Primates have large and complex brains compared with other mammals, and this increased size and complexity reached its peak in humans. To investigate whether this rapid expansion was associated with accelerated evolution of specific genes, Dorus and colleagues compared the rates of evolution of 214 genes that have important roles in the nervous system in a primate lineage (between macaques and humans) and in another mammalian lineage (between rats and mice).

The average rate of evolution for these genes was much higher in the primate lineage than in the non-primate lineage. To check whether this was specific to genes that are involved in nervous system function, the authors carried out a similar comparison for 95 crucial 'housekeeping' genes, and found that primates and rodents had statistically identical rates of evolution for these genes. This supported the idea that the rapid evolution of nervous system genes in primates was due to positive selection.

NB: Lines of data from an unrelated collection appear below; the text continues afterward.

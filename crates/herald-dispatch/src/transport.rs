//! The outbound mail seam.
//!
//! The worker talks to a [`MailTransport`], never to SMTP directly, so tests
//! run against an in-memory double and simulate mode can ship with no
//! transport configured at all.

use std::future::Future;

use thiserror::Error;

use crate::smtp::SmtpError;

/// A fully rendered email ready for handoff.
#[derive(Debug, Clone, PartialEq, Eq)]
pub struct OutboundEmail {
  pub to:      String,
  pub subject: String,
  pub body:    String,
}

#[derive(Debug, Error)]
pub enum TransportError {
  /// No transport is configured; any attempt to send is a bug in the
  /// caller's mode wiring.
  #[error("mail transport is disabled")]
  Disabled,

  #[error(transparent)]
  Smtp(#[from] SmtpError),
}

pub trait MailTransport: Send + Sync {
  fn send<'a>(
    &'a self,
    email: &'a OutboundEmail,
  ) -> impl Future<Output = Result<(), TransportError>> + Send + 'a;
}

/// The transport for simulate mode. The worker never invokes the transport
/// in that mode; reaching this is an error, not a silent no-op.
#[derive(Debug, Clone, Copy, Default)]
pub struct DisabledTransport;

impl MailTransport for DisabledTransport {
  async fn send(&self, _email: &OutboundEmail) -> Result<(), TransportError> {
    Err(TransportError::Disabled)
  }
}

#[cfg(test)]
pub(crate) mod memory {
  //! In-memory transport double for worker tests.

  use std::sync::{
    Mutex,
    atomic::{AtomicBool, Ordering},
  };

  use super::{MailTransport, OutboundEmail, TransportError};
  use crate::smtp::SmtpError;

  #[derive(Debug, Default)]
  pub struct MemoryTransport {
    sent:      Mutex<Vec<OutboundEmail>>,
    fail_next: AtomicBool,
  }

  impl MemoryTransport {
    pub fn new() -> Self {
      Self::default()
    }

    /// Make the next `send` call fail with a protocol error.
    pub fn fail_next(&self) {
      self.fail_next.store(true, Ordering::SeqCst);
    }

    pub fn sent(&self) -> Vec<OutboundEmail> {
      self.sent.lock().unwrap().clone()
    }
  }

  impl MailTransport for MemoryTransport {
    async fn send(&self, email: &OutboundEmail) -> Result<(), TransportError> {
      if self.fail_next.swap(false, Ordering::SeqCst) {
        return Err(TransportError::Smtp(SmtpError::Protocol(
          "injected failure".into(),
        )));
      }
      self.sent.lock().unwrap().push(email.clone());
      Ok(())
    }
  }
}
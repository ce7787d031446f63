//! API error type and [`axum::response::IntoResponse`] implementation.

use axum::{
  Json,
  http::StatusCode,
  response::{IntoResponse, Response},
};
use serde_json::json;
use thiserror::Error;

/// An error returned by an API handler.
#[derive(Debug, Error)]
pub enum ApiError {
  #[error("not found: {0}")]
  NotFound(String),

  #[error("bad request: {0}")]
  BadRequest(String),

  #[error("unauthorized")]
  Unauthorized,

  /// Handshake or signature rejection on the webhook surface.
  #[error("forbidden: {0}")]
  Forbidden(&'static str),

  /// A secret the deployment relies on is absent. Reported as a server
  /// error so the surface fails closed instead of silently opening up.
  #[error("misconfigured: {0}")]
  Misconfigured(&'static str),

  #[error("store error: {0}")]
  Store(#[source] Box<dyn std::error::Error + Send + Sync>),
}

impl IntoResponse for ApiError {
  fn into_response(self) -> Response {
    let (status, message) = match &self {
      ApiError::NotFound(m) => (StatusCode::NOT_FOUND, m.clone()),
      ApiError::BadRequest(m) => (StatusCode::BAD_REQUEST, m.clone()),
      ApiError::Unauthorized => (StatusCode::UNAUTHORIZED, "unauthorized".into()),
      ApiError::Forbidden(m) => (StatusCode::FORBIDDEN, (*m).into()),
      ApiError::Misconfigured(m) => (StatusCode::INTERNAL_SERVER_ERROR, (*m).into()),
      ApiError::Store(e) => (StatusCode::INTERNAL_SERVER_ERROR, e.to_string()),
    };
    (status, Json(json!({ "error": message }))).into_response()
  }
}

To test this idea further, the authors looked specifically at a subset of nervous system genes — those that are important for the development of the nervous system. These genes showed an even greater difference in the rate of evolution between rodents and primates than did the larger set of nervous system genes. By contrast, genes that are important mainly for physiological functions in neurons or glia showed less acceleration of evolution. As developmental processes should be involved in evolutionary changes in brain size or complexity, the accelerated evolution of genes that are important for brain development supports the idea of positive selection associated with brain evolution.

Finally, the authors compared the lineage that led to humans with that leading to macaques. Human evolution involved much greater increases in brain size and complexity than did macaque evolution, and this was reflected in a much higher average rate of evolution for nervous system genes in the human lineage than the macaque one. So, not only have these genes evolved faster in primates than in other mammals, but in humans they have evolved fastest of all.